It is worryingly close to 40 years since I pitched up at Murrayfield for the first time.
The occasion in question was Scotland versus New Zealand, December 16, 1972. Sadly, my debut has been consistently overlooked by leading rugby historians who, for some mystifying reason, have tended to concentrate on the fact that Andy Irvine and Ian McGeechan were also making their first appearances in the national stadium that day.
As the presence of McGeechan and Irvine might indicate, Scotland had a decent enough team that day. The props, Ian Mighty Mouse McLauchlan and Sandy Carmichael, had snarled with the best of them on the Lions tour to New Zealand the previous year, and you wouldn't take a second row made up of gordon Brown and Al McHarg lightly either. Billy Steele and Jim Renwick buzzed about in the backline, and the team was led by the great, gallumphing figure that was Peter Brown.
And yet Scotland lost 14-9. On paper, it might look like a close match, but on the Murrayfield grass it was anything but. Even to a starry-eyed youth who had only a rudimentary knowledge of the game it was blindingly obvious that the All Blacks were a different race of men. They could have won the game by a street.
"Play was mainly confined to the Scottish half for the powerful and active New Zealand forwards dominated play in the loose," wrote Sandy Thorburn, for many years official historian to the Scottish Rugby Union. Thorburn was a devoted and assiduous chronicler of Scotland games, but he could have used that line many times in the 107-year history of this fixture. Come to think of it, a few of us were thinking about dragging it out again in the critical moments of this game.
Most of those were in the second quarter. The mantra from the Scottish players was that they had to make sure they were still in the game after 20 minutes, and with a 7-3 lead as that point loomed they had every reason to feel proud of themselves. What they seemed to forget, though, was that they had to stay in the game for the next 20 minutes as well. What actually happened then is that they were dynamited right out of it.
Dan Carter lit that fuse in what was arguably his best game in an All Black jersey since he destroyed the British and Irish Lions single-handedly in the second Test in Wellington in 2005. But while Dancing Dan was parading his genius, the rampaging New Zealand forwards did massive damage all around the pitch. They ran hard and with purpose deep into the Scottish 22, and they offloaded the ball with improbable dexterity.
Which is very much the All Blacks way. Since shaking off the monkey on the back that was their reputation as serial World Cup chokers, New Zealand have gone from strength to strength – and then some. When the young Jack Nicklaus burst on the golf scene half a century ago, the great Bobby Jones said that the prodigy "played a game with which I am not familiar." A few old rugby sages could probably say something similar of the 2012 All Blacks.

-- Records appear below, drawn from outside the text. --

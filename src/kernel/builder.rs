//! Kernel build execution for one configuration.
//!
//! ```text
//! build_root/<name>/.config   <- render_kconfig
//! make -C <src> O=<out> ARCH=<arch> olddefconfig
//! make -C <src> O=<out> ARCH=<arch> -j<N> <target>
//! locate image -> ConfigBuildResult
//! ```
//!
//! Nothing escapes `build_config`: every `BuildError` ends up in the result.

use super::kconfig::render_kconfig;
use crate::config::arch::{self, FALLBACK_IMAGE};
use crate::config::TesterSettings;
use crate::error::BuildError;
use crate::models::{validate_config_name, ConfigBuildResult, KernelConfig};
use crate::system::{build_jobs, process};
use async_trait::async_trait;
use once_cell::sync::Lazy;
use regex::Regex;
use std::path::{Path, PathBuf};
use std::sync::Arc;
use std::time::{Duration, Instant};
use tokio::process::Command;

static ERROR_LINE: Lazy<Regex> = Lazy::new(|| Regex::new(r"(?i)error:").expect("Invalid build error regex"));
static WARNING_LINE: Lazy<Regex> =
    Lazy::new(|| Regex::new(r"(?i)warning:").expect("Invalid build warning regex"));

/// Builds one configuration into a bootable image.
#[async_trait]
pub trait KernelBuilder: Send + Sync {
    /// Never fails: problems are reported in the returned result.
    async fn build_config(&self, config: Arc<KernelConfig>, timeout: Duration) -> ConfigBuildResult;
}

/// Split build output into error and warning lines.
pub fn parse_build_output(output: &str) -> (Vec<String>, Vec<String>) {
    let mut errors = Vec::new();
    let mut warnings = Vec::new();
    for line in output.lines() {
        let line = line.strip_prefix("[STDERR] ").unwrap_or(line).trim();
        if ERROR_LINE.is_match(line) {
            errors.push(line.to_string());
        } else if WARNING_LINE.is_match(line) {
            warnings.push(line.to_string());
        }
    }
    (errors, warnings)
}

/// `make`-driven builder.
pub struct ConfigBuilder {
    settings: Arc<TesterSettings>,
}

impl ConfigBuilder {
    pub fn new(settings: Arc<TesterSettings>) -> Self {
        ConfigBuilder { settings }
    }

    /// Output directory for a config: `build_root/<name>`.
    ///
    /// Names that would resolve outside the build root are refused.
    pub fn output_dir(&self, config: &KernelConfig) -> Result<PathBuf, BuildError> {
        validate_config_name(config.name()).map_err(|e| BuildError::OutputDirectory {
            path: config.name().to_string(),
            reason: e.to_string(),
        })?;
        Ok(self.settings.build_root.join(config.name()))
    }

    fn make(&self, config: &KernelConfig, out_dir: &Path) -> Command {
        let profile = arch::profile(config.architecture());
        let mut cmd = Command::new(&self.settings.make_command);
        cmd.arg("-C")
            .arg(&self.settings.kernel_source_dir)
            .arg(format!("O={}", out_dir.display()))
            .arg(format!("ARCH={}", profile.kernel_arch));
        if let Some(prefix) = self.settings.cross_compile.get(&config.architecture()) {
            cmd.arg(format!("CROSS_COMPILE={}", prefix));
        }
        cmd
    }

    async fn run_step(
        &self,
        step: &str,
        cmd: Command,
        deadline: Instant,
        timeout: Duration,
        log: &mut String,
    ) -> Result<(), BuildError> {
        let cmd_display = format!("{} {}", self.settings.make_command, step);
        log.push_str(&format!("$ {}\n", cmd_display));

        let outcome = process::run_with_deadline(cmd, deadline, None)
            .await
            .map_err(|e| BuildError::SpawnFailed {
                cmd: cmd_display.clone(),
                reason: e.to_string(),
            })?;
        log.push_str(&outcome.output);

        if outcome.timed_out {
            return Err(BuildError::TimedOut(timeout.as_secs()));
        }
        match outcome.exit_code {
            Some(0) => Ok(()),
            Some(code) => Err(BuildError::StepFailed {
                step: step.to_string(),
                code,
            }),
            None => Err(BuildError::Terminated(step.to_string())),
        }
    }

    /// First existing, non-empty artifact from the candidate list.
    pub fn locate_artifact(&self, config: &KernelConfig, out_dir: &Path) -> Result<(PathBuf, u64), BuildError> {
        let profile = arch::profile(config.architecture());
        let candidates: Vec<&str> = profile
            .image_candidates
            .iter()
            .copied()
            .chain(std::iter::once(FALLBACK_IMAGE))
            .collect();
        for candidate in &candidates {
            let path = out_dir.join(candidate);
            if let Ok(meta) = std::fs::metadata(&path) {
                if meta.is_file() && meta.len() > 0 {
                    return Ok((path, meta.len()));
                }
            }
        }
        Err(BuildError::ArtifactMissing {
            arch: config.architecture().to_string(),
            searched: candidates.join(", "),
        })
    }

    async fn run_build(
        &self,
        config: &KernelConfig,
        started: Instant,
        timeout: Duration,
        log: &mut String,
    ) -> Result<(PathBuf, u64), BuildError> {
        let out_dir = self.output_dir(config)?;
        std::fs::create_dir_all(&out_dir).map_err(|e| BuildError::OutputDirectory {
            path: out_dir.display().to_string(),
            reason: e.to_string(),
        })?;
        std::fs::write(out_dir.join(".config"), render_kconfig(config))
            .map_err(|e| BuildError::ConfigWrite(e.to_string()))?;

        let deadline = process::deadline_after(started, timeout);
        let mut resolve = self.make(config, &out_dir);
        resolve.arg("olddefconfig");
        self.run_step("olddefconfig", resolve, deadline, timeout, log).await?;

        let target = arch::profile(config.architecture()).make_target;
        let jobs = build_jobs(self.settings.build_jobs);
        let mut build = self.make(config, &out_dir);
        build.arg(format!("-j{}", jobs)).arg(target);
        self.run_step(target, build, deadline, timeout, log).await?;

        self.locate_artifact(config, &out_dir)
    }
}

#[async_trait]
impl KernelBuilder for ConfigBuilder {
    async fn build_config(&self, config: Arc<KernelConfig>, timeout: Duration) -> ConfigBuildResult {
        let started = Instant::now();
        log::info!("[Build] {} ({}) starting", config.name(), config.architecture());

        let mut build_log = String::new();
        let outcome = self.run_build(&config, started, timeout, &mut build_log).await;
        let build_time = started.elapsed();
        let (mut errors, mut warnings) = parse_build_output(&build_log);

        match outcome {
            Ok((image, size)) => {
                // Exit status is authoritative; stray "error:" lines become warnings.
                warnings.extend(errors.drain(..));
                crate::log_parsed!(
                    "[Build] {} succeeded in {:.1}s ({} bytes)",
                    config.name(),
                    build_time.as_secs_f64(),
                    size
                );
                ConfigBuildResult::succeeded(config, build_time, image, size, build_log, warnings)
            }
            Err(BuildError::StepFailed { step, code }) => {
                let failure = BuildError::StepFailed { step, code }.to_string();
                crate::log_parsed!("[Build] {} failed: {}", config.name(), failure);
                errors.push(failure);
                ConfigBuildResult::failed(config, build_time, build_log, errors, warnings)
            }
            Err(e) => {
                crate::log_parsed!("[Build] {} failed: {}", config.name(), e);
                ConfigBuildResult::failed(config, build_time, build_log, vec![e.to_string()], warnings)
            }
        }
    }
}

#[cfg(test)]
mod tests {
    use super::*;

    #[test]
    fn test_parse_build_output() {
        let output = "\
  CC      kernel/fork.o
[STDERR] kernel/fork.c:12:1: error: expected ';'
[STDERR] mm/slub.c:40: Warning: unused variable
  LD      vmlinux
make[2]: *** [scripts/Makefile.build:243] ERROR: 1
";
        let (errors, warnings) = parse_build_output(output);
        assert_eq!(errors.len(), 2);
        assert!(errors[0].starts_with("kernel/fork.c"));
        assert_eq!(warnings, vec!["mm/slub.c:40: Warning: unused variable"]);
    }

    #[test]
    fn test_output_dir_uses_config_name() {
        let mut settings = TesterSettings::default();
        settings.build_root = PathBuf::from("/tmp/lab-build");
        let builder = ConfigBuilder::new(Arc::new(settings));
        let config = crate::config::generator::generate_standard_config(
            crate::models::Architecture::Arm64,
            crate::models::ConfigType::Minimal,
        )
        .unwrap();
        assert_eq!(
            builder.output_dir(&config).unwrap(),
            PathBuf::from("/tmp/lab-build/minimal_arm64")
        );
    }

    #[test]
    fn test_output_dir_refuses_names_outside_build_root() {
        let mut settings = TesterSettings::default();
        settings.build_root = PathBuf::from("/tmp/lab-build");
        let builder = ConfigBuilder::new(Arc::new(settings));
        let json = r#"{"name":"/etc/evil","architecture":"x86_64","config_type":"custom","options":{}}"#;
        let config: KernelConfig = serde_json::from_str(json).unwrap();
        assert!(matches!(
            builder.output_dir(&config),
            Err(BuildError::OutputDirectory { .. })
        ));
    }

    #[test]
    fn test_locate_artifact_prefers_candidates_over_vmlinux() {
        let temp = tempfile::TempDir::new().unwrap();
        let builder = ConfigBuilder::new(Arc::new(TesterSettings::default()));
        let config = crate::config::generator::generate_standard_config(
            crate::models::Architecture::X86_64,
            crate::models::ConfigType::Default,
        )
        .unwrap();

        assert!(matches!(
            builder.locate_artifact(&config, temp.path()),
            Err(BuildError::ArtifactMissing { .. })
        ));

        std::fs::write(temp.path().join("vmlinux"), vec![0u8; 64]).unwrap();
        let (path, size) = builder.locate_artifact(&config, temp.path()).unwrap();
        assert!(path.ends_with("vmlinux"));
        assert_eq!(size, 64);

        std::fs::create_dir_all(temp.path().join("arch/x86/boot")).unwrap();
        std::fs::write(temp.path().join("arch/x86/boot/bzImage"), vec![1u8; 128]).unwrap();
        let (path, _) = builder.locate_artifact(&config, temp.path()).unwrap();
        assert!(path.ends_with("arch/x86/boot/bzImage"));
    }
}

This was far from being their best performance of a stellar year, but their second-quarter display might just have been their best 20 minutes of rugby since they lodged the Webb Ellis trophy in that space in the trophy cabinet that had stayed embarrassingly empty for the previous two decades. They moved the ball sublimely, the wizardry of Carter ushering them along, and they demolished Scotland on the scoreboard. The Scots were guilty of falling off tackles and giving the All Blacks too much space, but if there is a side that could have lived with New Zealand in those minutes it is certainly not to be found on this planet.
"He was pretty handy with the ball and pretty handy with the boot," said New Zealand coach Steve Hansen, a man who is pretty handy at understatement. "The only thing he did wrong was give away an intercept try but that was a reflection of the way he was taking the ball to the line."
And the chances are that Carter will be causing a lot of problems for a good few years yet. The national hoodoo may have been banished on that mesmerising evening in Auckland just over a year ago, but Carter still carries one of his own. The fly-half was cruising towards his destiny in the 2011 World Cup, but it was snatched away when he collapsed in agony on a training pitch early in the tournament. Somehow, the All Blacks scraped over the finish line without him, but they would have won by a far greater distance if Carter had been in their side.
So 2015 looms before him. On Friday, Carter said dutiful things about only focusing on the next game, but he admitted that the World Cup is unfinished business for him. If all goes according to plan over the next three years, it is staggering to think what marks he could leave on the game. As things stand, he has 93 caps and 1381 Test points to his name, and he could raise those tallies to astronomical levels.
But then, the All Blacks are used to setting different standards. For as long as I've been watching this game, that's how things have worked. At the end of yesterday's match, a colleague turned to me and said: "Twenty minutes of madness," to explain Scotland's defeat.
"Forty years, mate," I replied. "Forty year and counting."